At this year’s Festival, she’s reconnecting with some of her virtual friends who have also moved into the USEF Pony Rider championships. She and Squirtel will also contest the dressage seat medal class again.
Although he’d only competed through training level when Glenn bought him, Squirtel recently scored in the mid-60s at third level at their only show this year. “It was a little rough but not horrible!” Glenn said. “The ongoing struggle for us is collection. The movement we’ve improved the most is the walk pirouette. I used to get 4s and 5s on those, but now I get 7s and 8s. We just practiced. We did one or two of them in every lesson, and they just got easier and better.”
Irving-Martz says Glenn is a strong rider and an attentive learner. “He was not so easy to show in the beginning and spent many tests with a bolt or buck,” she said. “Daphne is a very gifted rider and a wonderful student, so she always tries and listens with an open mind. They have developed a great partnership.”
Because of COVID-19, they only had that one show to qualify for Festival.
“It was an all or nothing moment!” Irving-Martz said. “We had worked a ton on basics [while shows were canceled], and that really paid off. She got him more supple and sitting more this winter, so the added collection for the Pony test was easy when we finally put the test together.”
The Last Hurrah
Glenn’s goals for this week are straightforward—and a little bittersweet. “This is probably going to be my and Squirtel’s last show together because I just got a new horse, and we’re training for the juniors,” she said. “I just want to make it his last hurrah before he gets passed down to another little kid. So I’m just excited to do the last show and give it all we’ve got.”

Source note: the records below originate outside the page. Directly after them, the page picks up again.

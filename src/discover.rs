use url::Url;

use crate::common::SearchOptions;
use crate::errors::DiscoverError;
use crate::gateway::Gateway;
use crate::search::search_services;
use crate::service::{fetch_description, ConnectionService, ServiceClient, ServiceType};

/// The order connection services are preferred in.
///
/// A router exposing both is driven through its PPP service, which is the one
/// that holds the WAN address on PPP links.
pub const SERVICE_PRIORITY: [ServiceType; 2] = [ServiceType::WanPppConnection, ServiceType::WanIpConnection];

/// Pick a service, trying each type of `priority` in turn.
///
/// `candidates` is asked for the clients of one type at a time, and only until a
/// type yields any. The first client of the first non-empty list wins.
pub fn select_service<F>(priority: &[ServiceType], mut candidates: F) -> Option<ServiceClient>
where
    F: FnMut(ServiceType) -> Vec<ServiceClient>,
{
    for &service_type in priority {
        if let Some(client) = first_client(service_type, candidates(service_type)) {
            return Some(client);
        }
    }
    None
}

/// The client a search or description for `service_type` yields, if any.
pub(crate) fn first_client(service_type: ServiceType, clients: Vec<ServiceClient>) -> Option<ServiceClient> {
    let client = clients.into_iter().next()?;
    debug!("selected {} service at {}", service_type, client.control_url());
    Some(client)
}

/// Search the local network for a gateway with the default `SearchOptions`.
pub fn discover() -> Result<Gateway, DiscoverError> {
    discover_with(SearchOptions::default())
}

/// Search the local network for a gateway.
///
/// Each service type is searched for in priority order, and the search stops at
/// the first type any device answers for. Search failures count as no answer.
pub fn discover_with(options: SearchOptions) -> Result<Gateway, DiscoverError> {
    let selected = select_service(&SERVICE_PRIORITY, |service_type| {
        match search_services(service_type, &options) {
            Ok(clients) => clients,
            Err(e) => {
                debug!("search for {} failed: {}", service_type, e);
                Vec::new()
            }
        }
    });
    selected.map(Gateway::new).ok_or(DiscoverError::NoGatewayFound)
}

/// Connect to the gateway whose description is at `location`, without searching.
///
/// `location` is what `Gateway::location` returned for an earlier handle. The
/// description is fetched once and the same service priority as `discover` applies.
pub fn load(location: &str) -> Result<Gateway, DiscoverError> {
    let location = Url::parse(location)?;
    let text = fetch_description(&location).map_err(|e| {
        debug!("failed to load description from {}: {}", location, e);
        DiscoverError::NoGatewayFound
    })?;

    let selected = select_service(&SERVICE_PRIORITY, |service_type| {
        ServiceClient::from_description(&text, &location, service_type).unwrap_or_else(|e| {
            debug!("no {} service in description at {}: {}", service_type, location, e);
            Vec::new()
        })
    });
    selected.map(Gateway::new).ok_or(DiscoverError::NoGatewayFound)
}
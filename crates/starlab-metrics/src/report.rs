//! Metrics engine: one answer per research question

use std::collections::BTreeMap;

use chrono::{DateTime, Utc};
use serde::Serialize;
use starlab_core::{Dataset, DatasetStatus};

use crate::languages::{LanguageFrequencies, LanguageGroup, cross_tabulate, days_since_update, language_frequencies};
use crate::questions::ResearchQuestion;
use crate::stats::{Distribution, Mode, recurring_mode};

/// Repositories updated at most this many days ago count as recently updated
pub const RECENT_UPDATE_DAYS: u64 = 30;

#[derive(Debug, Clone, Copy, PartialEq, Eq, Serialize)]
#[serde(rename_all = "snake_case")]
pub enum Unit {
    Years,
    Days,
    Count,
    Ratio,
}

impl Unit {
    pub fn label(self) -> &'static str {
        match self {
            Self::Years => "years",
            Self::Days => "days",
            Self::Count => "count",
            Self::Ratio => "ratio",
        }
    }
}

/// Statistic set for one question. Distributions are `None` when no record
/// contributes a value.
#[derive(Debug, Clone, PartialEq, Serialize)]
#[serde(rename_all = "snake_case")]
pub enum Answer {
    Maturity {
        /// Fractional years
        distribution: Option<Distribution>,
        /// Over whole days since creation
        age_days_mode: Option<Mode<u64>>,
    },
    Numeric {
        unit: Unit,
        distribution: Option<Distribution>,
    },
    Releases {
        distribution: Option<Distribution>,
        without_releases: usize,
    },
    Updates {
        distribution: Option<Distribution>,
        updated_within_30_days: usize,
    },
    Languages(LanguageFrequencies),
    ClosedIssues {
        /// Ratios over repositories with at least one issue
        distribution: Option<Distribution>,
        /// Over ratios rounded to 0.01, as whole percentages
        percent_mode: Option<Mode<u64>>,
        without_issues: usize,
        fully_closed: usize,
    },
    ByLanguage(Vec<LanguageGroup>),
}

impl Answer {
    /// Headline distribution for numeric answers.
    pub fn distribution(&self) -> Option<&Distribution> {
        match self {
            Self::Maturity { distribution, .. }
            | Self::Numeric { distribution, .. }
            | Self::Releases { distribution, .. }
            | Self::Updates { distribution, .. }
            | Self::ClosedIssues { distribution, .. } => distribution.as_ref(),
            Self::Languages(_) | Self::ByLanguage(_) => None,
        }
    }

    pub fn unit(&self) -> Option<Unit> {
        match self {
            Self::Maturity { .. } => Some(Unit::Years),
            Self::Numeric { unit, .. } => Some(*unit),
            Self::Releases { .. } => Some(Unit::Count),
            Self::Updates { .. } => Some(Unit::Days),
            Self::ClosedIssues { .. } => Some(Unit::Ratio),
            Self::Languages(_) | Self::ByLanguage(_) => None,
        }
    }
}

/// Computed answers plus what they were computed over.
#[derive(Debug, Clone, Serialize)]
pub struct MetricsReport {
    /// Reference instant for every age computation
    pub generated_at: DateTime<Utc>,
    pub dataset_size: usize,
    pub excluded: usize,
    pub status: DatasetStatus,
    pub answers: BTreeMap<ResearchQuestion, Answer>,
}

impl MetricsReport {
    pub fn get(&self, question: ResearchQuestion) -> Option<&Answer> {
        self.answers.get(&question)
    }

    /// Truncated by an error or interrupt
    pub fn is_partial(&self) -> bool {
        matches!(self.status, DatasetStatus::Partial { .. })
    }

    /// Source ran out before the target count
    pub fn is_short(&self) -> bool {
        matches!(self.status, DatasetStatus::Exhausted)
    }
}

/// Compute every research question over `dataset`, with ages measured at `now`.
pub fn compute(dataset: &Dataset, now: DateTime<Utc>, top_languages: usize) -> MetricsReport {
    let records = dataset.records();
    if dataset.is_partial() {
        log::warn!(
            "Computing metrics over a partial dataset ({} repositories)",
            records.len()
        );
    }

    let ages: Vec<f64> = records.iter().map(|r| r.age_years(now)).collect();
    let age_days: Vec<u64> = records.iter().map(|r| r.age_days(now).max(0) as u64).collect();
    let merged: Vec<u64> = records.iter().map(|r| r.merged_pull_requests).collect();
    let releases: Vec<u64> = records.iter().map(|r| r.releases).collect();
    let idle: Vec<u64> = records.iter().map(|r| days_since_update(r, now)).collect();
    let ratios: Vec<f64> = records.iter().filter_map(|r| r.closed_issue_ratio()).collect();
    let percents: Vec<u64> = ratios.iter().map(|r| (r * 100.0).round() as u64).collect();

    let mut answers = BTreeMap::new();
    answers.insert(
        ResearchQuestion::Maturity,
        Answer::Maturity {
            distribution: Distribution::from_reals(&ages),
            age_days_mode: recurring_mode(&age_days),
        },
    );
    answers.insert(
        ResearchQuestion::ExternalContribution,
        Answer::Numeric {
            unit: Unit::Count,
            distribution: Distribution::from_counts(&merged),
        },
    );
    answers.insert(
        ResearchQuestion::ReleaseFrequency,
        Answer::Releases {
            distribution: Distribution::from_counts(&releases),
            without_releases: releases.iter().filter(|&&n| n == 0).count(),
        },
    );
    answers.insert(
        ResearchQuestion::UpdateFrequency,
        Answer::Updates {
            distribution: Distribution::from_counts(&idle),
            updated_within_30_days: idle.iter().filter(|&&d| d <= RECENT_UPDATE_DAYS).count(),
        },
    );
    answers.insert(
        ResearchQuestion::LanguagePopularity,
        Answer::Languages(language_frequencies(records, top_languages)),
    );
    answers.insert(
        ResearchQuestion::ClosedIssueRatio,
        Answer::ClosedIssues {
            distribution: Distribution::from_reals(&ratios),
            percent_mode: recurring_mode(&percents),
            without_issues: records.len() - ratios.len(),
            fully_closed: records
                .iter()
                .filter(|r| r.issues > 0 && r.closed_issues == r.issues)
                .count(),
        },
    );
    answers.insert(ResearchQuestion::ByLanguage, Answer::ByLanguage(cross_tabulate(records, now)));

    log::debug!("Computed {} research questions over {} repositories", answers.len(), records.len());

    MetricsReport {
        generated_at: now,
        dataset_size: records.len(),
        excluded: dataset.excluded(),
        status: dataset.status().clone(),
        answers,
    }
}

#[cfg(test)]
mod tests {
    use chrono::{Duration, TimeZone};
    use starlab_core::{PrimaryLanguage, RepositoryRecord};

    use super::*;

    fn now() -> DateTime<Utc> {
        Utc.with_ymd_and_hms(2025, 6, 1, 0, 0, 0).unwrap()
    }

    fn repo(id: &str, issues: u64, closed: u64) -> RepositoryRecord {
        RepositoryRecord {
            id: id.to_string(),
            name: id.to_string(),
            owner: "o".to_string(),
            url: format!("https://github.com/o/{id}"),
            created_at: now() - Duration::days(365),
            updated_at: now() - Duration::days(10),
            stars: 2000,
            merged_pull_requests: 3,
            releases: 0,
            primary_language: PrimaryLanguage::Unknown,
            issues,
            closed_issues: closed,
        }
    }

    fn dataset(records: Vec<RepositoryRecord>) -> Dataset {
        Dataset::new(records, 0, DatasetStatus::Complete)
    }

    #[test]
    fn closed_ratio_of_single_record_is_exact() {
        let report = compute(&dataset(vec![repo("a", 10, 5)]), now(), 5);
        let dist = report.get(ResearchQuestion::ClosedIssueRatio).and_then(Answer::distribution).unwrap();
        assert_eq!(dist.mean, 0.5);
        assert_eq!(dist.count, 1);
    }

    #[test]
    fn repositories_without_issues_are_excluded_from_ratio() {
        let report = compute(&dataset(vec![repo("a", 10, 5), repo("b", 0, 0), repo("c", 4, 4)]), now(), 5);
        match report.get(ResearchQuestion::ClosedIssueRatio).unwrap() {
            Answer::ClosedIssues {
                distribution,
                without_issues,
                fully_closed,
                ..
            } => {
                let d = distribution.as_ref().unwrap();
                assert_eq!(d.count, 2);
                assert_eq!(d.mean, 0.75);
                assert_eq!(*without_issues, 1);
                assert_eq!(*fully_closed, 1);
            }
            other => panic!("unexpected answer {other:?}"),
        }
    }

    #[test]
    fn closed_percent_mode_rounds_ratios() {
        // 2/3 and 0.668 both round to 67%
        let report = compute(
            &dataset(vec![repo("a", 3, 2), repo("b", 1000, 668), repo("c", 4, 1), repo("d", 0, 0)]),
            now(),
            5,
        );
        match report.get(ResearchQuestion::ClosedIssueRatio).unwrap() {
            Answer::ClosedIssues { percent_mode, .. } => {
                let mode = percent_mode.as_ref().unwrap();
                assert_eq!(mode.values, vec![67]);
                assert_eq!(mode.frequency, 2);
            }
            other => panic!("unexpected answer {other:?}"),
        }
    }

    #[test]
    fn distinct_percentages_have_no_mode() {
        let report = compute(&dataset(vec![repo("a", 10, 5), repo("b", 4, 1)]), now(), 5);
        match report.get(ResearchQuestion::ClosedIssueRatio).unwrap() {
            Answer::ClosedIssues { percent_mode, .. } => assert!(percent_mode.is_none()),
            other => panic!("unexpected answer {other:?}"),
        }
    }

    #[test]
    fn maturity_mode_over_whole_days() {
        let mut younger = repo("c", 0, 0);
        younger.created_at = now() - Duration::days(100);
        // Same day count as the default 365, a few hours apart
        let mut same_day = repo("b", 0, 0);
        same_day.created_at = now() - Duration::days(365) - Duration::hours(5);
        let report = compute(&dataset(vec![repo("a", 0, 0), same_day, younger]), now(), 5);
        match report.get(ResearchQuestion::Maturity).unwrap() {
            Answer::Maturity {
                distribution,
                age_days_mode,
            } => {
                assert_eq!(distribution.as_ref().unwrap().count, 3);
                let mode = age_days_mode.as_ref().unwrap();
                assert_eq!(mode.values, vec![365]);
                assert_eq!(mode.frequency, 2);
            }
            other => panic!("unexpected answer {other:?}"),
        }
    }

    #[test]
    fn all_issueless_gives_no_ratio() {
        let report = compute(&dataset(vec![repo("a", 0, 0)]), now(), 5);
        assert!(report.get(ResearchQuestion::ClosedIssueRatio).unwrap().distribution().is_none());
    }

    #[test]
    fn every_question_answered() {
        let report = compute(&dataset(vec![repo("a", 1, 1)]), now(), 5);
        for q in ResearchQuestion::ALL {
            assert!(report.get(q).is_some(), "{q} missing");
        }
        assert_eq!(report.dataset_size, 1);
        assert!(!report.is_partial());
    }

    #[test]
    fn release_and_update_extras() {
        let mut stale = repo("b", 0, 0);
        stale.updated_at = now() - Duration::days(400);
        stale.releases = 12;
        let report = compute(&dataset(vec![repo("a", 0, 0), stale]), now(), 5);

        match report.get(ResearchQuestion::ReleaseFrequency).unwrap() {
            Answer::Releases { without_releases, .. } => assert_eq!(*without_releases, 1),
            other => panic!("unexpected answer {other:?}"),
        }
        match report.get(ResearchQuestion::UpdateFrequency).unwrap() {
            Answer::Updates {
                distribution,
                updated_within_30_days,
            } => {
                assert_eq!(*updated_within_30_days, 1);
                assert_eq!(distribution.as_ref().unwrap().median, 205.0);
            }
            other => panic!("unexpected answer {other:?}"),
        }
    }

    #[test]
    fn empty_dataset_yields_empty_answers() {
        let report = compute(&Dataset::new(vec![], 3, DatasetStatus::Exhausted), now(), 5);
        assert!(report.get(ResearchQuestion::Maturity).unwrap().distribution().is_none());
        assert!(report.is_short());
        assert_eq!(report.excluded, 3);
    }

    #[test]
    fn report_serializes_with_question_ids() {
        let report = compute(&dataset(vec![repo("a", 10, 5)]), now(), 5);
        let json = serde_json::to_value(&report).unwrap();
        assert!(json["answers"]["RQ01"]["maturity"]["distribution"]["mean"].is_number());
        assert_eq!(json["answers"]["RQ05"]["languages"]["top"][0]["language"], serde_json::Value::Null);
        assert_eq!(json["status"]["kind"], "complete");
    }
}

She does her own braiding and, with her mother, Stephanie Glenn, handles most of Squirtel’s care at the shows. “My mom is the only groom I have!” Daphne said with a laugh. “Kellenbrook teaches more than just riding, it’s also horsemanship. Whenever they’re doing something [with a horse in the barn], they’ll start teaching me about it, and how to do it, like wrapping legs.”
Her new horse, Romanesque, is an 8-year-old Westphalian mare who had only been to one show when they bought her. “We went to Florida looking for a horse,” said Stephanie, “and then she was in our backyard. A lovely woman, who unfortunately had multiple sclerosis, couldn’t ride her anymore and was looking for just the right home.”
The pandemic restricted other activities this summer, so Daphne had extra time to bond with Romanesque and continue training with Squirtel. In September, she’ll enter ninth grade at Charles Wright Academy in Tacoma, where her mother teaches Japanese language.
The school expects to be fully online as the semester begins. Daphne says that “kind of stinks, but it’s OK,” and she hopes the schedule will allow her to continue riding five days a week.
She and Romanesque qualified for the GAIG/USDF Region 6 championships in Oregon, so Daphne, Stephanie and the Kellenbrook team are planning to compete there next month.
After five years with Squirtel, it will be an adjustment to go to a show without him. But Daphne knows he’ll still be at Kellenbrook, beginning a new partnership with a younger child. “He’s been passed down through the generations at the barn,” she said.
Irving-Burris has a daughter who is excited to get the ride on the 17-year-old gelding. “We are so lucky that my niece, who is 7, is going to be taking the reins over this fall!” said Irving-Martz. “Squirtel gets to bring his next kid along.”